Stored items:
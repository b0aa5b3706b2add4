//! OAuth 2.0 Authorization Server
//!
//! Issues, validates and revokes the credentials that let third-party
//! applications act on behalf of a resource owner.
//!
//! # Features
//!
//! - **Client registry**: public and private clients, approval, secret rotation
//! - **Grants**: authorization code and implicit, with PKCE (`plain`, `S256`)
//! - **Token endpoint**: single-use code redemption, Basic or body client auth
//! - **Bearer authentication**: axum middleware for protected routes
//! - **Pluggable collaborators**: storage, identity directory, login session, policy
//!
//! # Example
//!
//! ```no_run
//! use std::sync::Arc;
//!
//! use rest_oauth2::{Config, MemoryStore, OAuthServer, StaticDirectory};
//!
//! #[tokio::main]
//! async fn main() -> anyhow::Result<()> {
//!     let config = Config::from_env()?;
//!     let users = StaticDirectory::parse("alice:admin,bob");
//!     let server = OAuthServer::new(config, Arc::new(MemoryStore::new()), Arc::new(users))?;
//!
//!     server.run_http(8080).await
//! }
//! ```

pub mod auth;
pub mod config;
pub mod credentials;
pub mod error;
pub mod exchange;
pub mod grant;
pub mod identity;
pub mod models;
pub mod nonce;
pub mod pkce;
pub mod policy;
pub mod redirect;
pub mod registry;
pub mod server;
pub mod store;
pub mod tokens;

pub use config::Config;
pub use error::{OAuthError, OAuthResult, StoreError};
pub use identity::{IdentityDirectory, IdentityId, LoginSession, Principal, StaticDirectory};
pub use registry::ClientRegistry;
pub use server::OAuthServer;
pub use store::{MemoryStore, Store};
pub use tokens::TokenStore;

EXERCISE DESCRIPTION: Only the number is needed: please work out how many lines in the data contain the string "tokens".

WRITTEN ANSWER: 2